From Sydney to Dubai before Rio or Mexico City, An Hour for the Earth, now a ritual extinction operation, will remind us on Saturday the impact of our energy expenditure on the climate and the role of nature in our survival, says the WWF .
Shanghai Tower, Victoria Harbor in Hong Kong, Burj Khalifa Tower in Dubai, Red Square, Acropolis, Eiffel Tower, Egyptian Pyramids, St. Peter's Basilica, Big Ben, Christ of Rio, UN Headquarters in New York ... d Countless sites, monuments and buildings are going after each other to extinguish their fires between 20:30 and 21:30 local, over time zones.
Organized by the WWF, this citizen mobilization, which also proposes to everyone to do the same thing, celebrates its 13th edition.
In 2007, Sydney launched this unprecedented operation, for an hour, intended to challenge the public authorities. Since the movement has taken worldwide, while global warming is increasing under the effect of greenhouse gases at levels of emissions and record concentration.
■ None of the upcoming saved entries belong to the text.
//! Simple Vault Library
//!
//! Owner-scoped secret storage over HTTP.
//!
//! # Features
//!
//! - **Session access**: bearer tokens validated by an external auth service,
//!   usernames resolved to stable owner ids through the user directory
//! - **Access-key access**: machine clients fetch one secret by name with an
//!   access-key/secret-key pair
//! - **Owner isolation**: every read, update and delete filters on the owner id
//! - **Pluggable store**: `MongoDB` in production, in-memory for tests and local runs

#![forbid(unsafe_code)]
#![warn(missing_docs)]

pub mod api;
pub mod auth;
pub mod cli;
pub mod config;
pub mod deadline;
pub mod error;
pub mod store;

pub use error::{Error, Result};

use tracing_subscriber::{EnvFilter, fmt, layer::SubscriberExt, util::SubscriberInitExt};

/// Setup tracing/logging
pub fn setup_tracing(level: &str, format: Option<&str>) -> Result<()> {
    let filter = EnvFilter::try_from_default_env().unwrap_or_else(|_| EnvFilter::new(level));

    let subscriber = tracing_subscriber::registry().with(filter);

    match format {
        Some("json") => subscriber.with(fmt::layer().json()).try_init(),
        _ => subscriber.with(fmt::layer()).try_init(),
    }
    .map_err(|e| Error::Internal(format!("failed to install tracing subscriber: {e}")))
}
Last year, nearly 7,000 cities in 187 countries turned off their iconic buildings, from Singapore to Honolulu, via Sydney, Moscow, or Washington, says the WWF.
"This year, millions of people around the world will come together again to express their desire for a healthy and sustainable future," says WWF. While nature is threatened "at unprecedented rates", and faces "the constant challenge of climate change," Earth Hour 2019 wants to remember its importance and the services it renders to people (water, food , pharmacopoeia, etc.).
Several major events are coming up in 2020, including the UN Conference on Biodiversity in China and the Congress of the International Union for the Conservation of Nature (IUCN) in France.
"We must seize these opportunities to obtain an international commitment to stop and reverse this loss of nature: we need a new agreement for nature and man, as global and ambitious as the agreement against global warming" adopted end of 2015 in Paris, call the WWF.
According to the latest report "Living Planet", published by the NGO in 2018, from 1970 to 2014, vertebrate populations - fish, birds, mammals, amphibians and reptiles - have fallen by 60% globally. An 89% decline in the tropics, South and Central America.